[infinispan-dev] Infinispan and change data capture

Gustavo Fernandes gustavo at infinispan.org
Thu Dec 15 05:18:37 EST 2016


On Thu, Dec 15, 2016 at 9:54 AM, Emmanuel Bernard <emmanuel at hibernate.org>
wrote:

> The goal is as followed: allow to collect all changes to push them to
> Debezium and thus Kafka.
>
> This need does not require to remember all changes since the beginning of
> time in Infinispan.
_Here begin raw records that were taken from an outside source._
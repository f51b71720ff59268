use actix_web::{http::StatusCode, test::TestRequest};
use farm_common::MinorUnits;
use farm_order_engine::{
    db_types::{DiscountCode, DiscountKind, InventoryKind, InventoryUnit, NewDiscountCode, NewInventoryUnit, OrderStatusType},
    order_objects::{IntegrityReport, OrderPaymentResult, RefundOrderPayment, SweepReport},
    traits::{RefundResult, RefundStatus},
};
use serde_json::json;

use super::{
    helpers::{days_from_today, pig_box_checkout, TestEnv},
    mocks::{approving_provider, idle_provider},
};

async fn place_order(env: &TestEnv, unit_id: i64) -> OrderPaymentResult {
    let req = TestRequest::post().uri("/orders").set_json(pig_box_checkout(unit_id, 30));
    let (status, body) = env.send(approving_provider(), req).await;
    assert_eq!(status, StatusCode::CREATED, "{body}");
    serde_json::from_str(&body).unwrap()
}

#[actix_web::test]
async fn create_and_resize_inventory() {
    let env = TestEnv::new().await;
    let mut batch = NewInventoryUnit::new("marans-w14", InventoryKind::EggBatch, 24);
    batch.delivery_week = Some("2026-W14".into());
    let req = TestRequest::post().uri("/inventory").set_json(&batch);
    let (status, body) = env.send(idle_provider(), req).await;
    assert_eq!(status, StatusCode::CREATED, "{body}");
    let unit: InventoryUnit = serde_json::from_str(&body).unwrap();
    assert_eq!(unit.code, "marans-w14");
    assert_eq!(unit.capacity, 24);
    assert_eq!(unit.allocated, 0);
    assert_eq!(unit.delivery_week.as_deref(), Some("2026-W14"));

    let req = TestRequest::put().uri(&format!("/inventory/{}/capacity", unit.id)).set_json(json!({"capacity": 36}));
    let (status, body) = env.send(idle_provider(), req).await;
    assert_eq!(status, StatusCode::OK, "{body}");
    let resized: InventoryUnit = serde_json::from_str(&body).unwrap();
    assert_eq!(resized.capacity, 36);

    let (status, body) = env.send(idle_provider(), TestRequest::get().uri("/inventory")).await;
    assert_eq!(status, StatusCode::OK);
    let units: Vec<InventoryUnit> = serde_json::from_str(&body).unwrap();
    assert_eq!(units.len(), 1);

    let (status, _) = env.send(idle_provider(), TestRequest::get().uri("/inventory/9999")).await;
    assert_eq!(status, StatusCode::NOT_FOUND);
    env.tear_down().await;
}

#[actix_web::test]
async fn capacity_cannot_drop_below_reservations() {
    let env = TestEnv::new().await;
    let unit = env.pig_box_unit(3).await;
    place_order(&env, unit.id).await;
    place_order(&env, unit.id).await;

    let req = TestRequest::put().uri(&format!("/inventory/{}/capacity", unit.id)).set_json(json!({"capacity": 1}));
    let (status, body) = env.send(idle_provider(), req).await;
    assert_eq!(status, StatusCode::BAD_REQUEST, "{body}");

    let (_, body) = env.send(idle_provider(), TestRequest::get().uri(&format!("/inventory/{}", unit.id))).await;
    let unit: InventoryUnit = serde_json::from_str(&body).unwrap();
    assert_eq!(unit.capacity, 3);
    assert_eq!(unit.allocated, 2);
    env.tear_down().await;
}

#[actix_web::test]
async fn create_and_list_discount_codes() {
    let env = TestEnv::new().await;
    let code = NewDiscountCode {
        code: "FRIEND-BOB".into(),
        kind: DiscountKind::Referral,
        discount_amount: MinorUnits::from(1000),
        owner_ref: Some("bob@example.com".into()),
    };
    let (status, body) = env.send(idle_provider(), TestRequest::post().uri("/discount_codes").set_json(&code)).await;
    assert_eq!(status, StatusCode::CREATED, "{body}");
    let created: DiscountCode = serde_json::from_str(&body).unwrap();
    assert!(created.active);
    assert_eq!(created.usage_count, 0);

    let (status, body) = env.send(idle_provider(), TestRequest::get().uri("/discount_codes")).await;
    assert_eq!(status, StatusCode::OK);
    let codes: Vec<DiscountCode> = serde_json::from_str(&body).unwrap();
    assert_eq!(codes.len(), 1);
    assert_eq!(codes[0].code, "FRIEND-BOB");
    assert_eq!(codes[0].discount_amount, MinorUnits::from(1000));
    env.tear_down().await;
}

#[actix_web::test]
async fn manual_sweep_forfeits_overdue_orders() {
    let env = TestEnv::new().await;
    let unit = env.pig_box_unit(2).await;
    let placed = place_order(&env, unit.id).await;
    assert_eq!(placed.order.status, OrderStatusType::DepositPaid);

    let uri = format!("/scheduler/sweep?date={}", days_from_today(26));
    let (status, body) = env.send(idle_provider(), TestRequest::post().uri(&uri)).await;
    assert_eq!(status, StatusCode::OK, "{body}");
    let report: SweepReport = serde_json::from_str(&body).unwrap();
    assert_eq!(report.forfeited, vec![placed.order.order_number.clone()]);
    assert!(report.failures.is_empty());

    let (_, body) = env.send(idle_provider(), TestRequest::get().uri(&format!("/inventory/{}", unit.id))).await;
    let unit: InventoryUnit = serde_json::from_str(&body).unwrap();
    assert_eq!(unit.allocated, 0);

    let (status, body) = env.send(idle_provider(), TestRequest::post().uri(&uri)).await;
    assert_eq!(status, StatusCode::OK);
    let report: SweepReport = serde_json::from_str(&body).unwrap();
    assert!(report.is_empty());

    let (status, body) = env.send(idle_provider(), TestRequest::get().uri("/integrity")).await;
    assert_eq!(status, StatusCode::OK);
    let report: IntegrityReport = serde_json::from_str(&body).unwrap();
    assert!(report.is_healthy(), "{:?}", report.issues);
    env.tear_down().await;
}

#[actix_web::test]
async fn refunds_go_through_the_provider_and_keep_the_reservation() {
    let env = TestEnv::new().await;
    let unit = env.pig_box_unit(2).await;
    let placed = place_order(&env, unit.id).await;

    let refund = RefundOrderPayment {
        payment_ref: placed.payment.payment_ref.clone(),
        amount: MinorUnits::from(1500),
        reason: "damaged box".into(),
    };
    let req = TestRequest::post().uri("/payments/refund").set_json(&refund);
    let (status, body) = env.send(approving_provider(), req).await;
    assert_eq!(status, StatusCode::OK, "{body}");
    let result: RefundResult = serde_json::from_str(&body).unwrap();
    assert_eq!(result.status, RefundStatus::Completed);

    let too_much = RefundOrderPayment { amount: MinorUnits::from(999_999), ..refund };
    let req = TestRequest::post().uri("/payments/refund").set_json(&too_much);
    let (status, _) = env.send(idle_provider(), req).await;
    assert_eq!(status, StatusCode::BAD_REQUEST);

    let (_, body) = env.send(idle_provider(), TestRequest::get().uri(&format!("/inventory/{}", unit.id))).await;
    let unit: InventoryUnit = serde_json::from_str(&body).unwrap();
    assert_eq!(unit.allocated, 1);
    env.tear_down().await;
}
Just enough to:
> - let Kafka catchup assuming it is the bottleneck
> - let us not lose a change in Kafka when it happened in Infinispan
> (coordinator, owner, replicas dying)
>
> The ability to read back history would then be handled by the Debezium /
> Kafka tail, not infinispan itself.
>
>
Having an embedded Debezium connector pushing everything to Kafka sounds
cool, but what impact would it bring to the other stream consumers:

* Remote listeners, which is supported in several clients apart from Java
* Continuous Queries (the same)
* Spark Stream
* Other eventual 3rd party stream processors: Apache Flick, Storm, etc.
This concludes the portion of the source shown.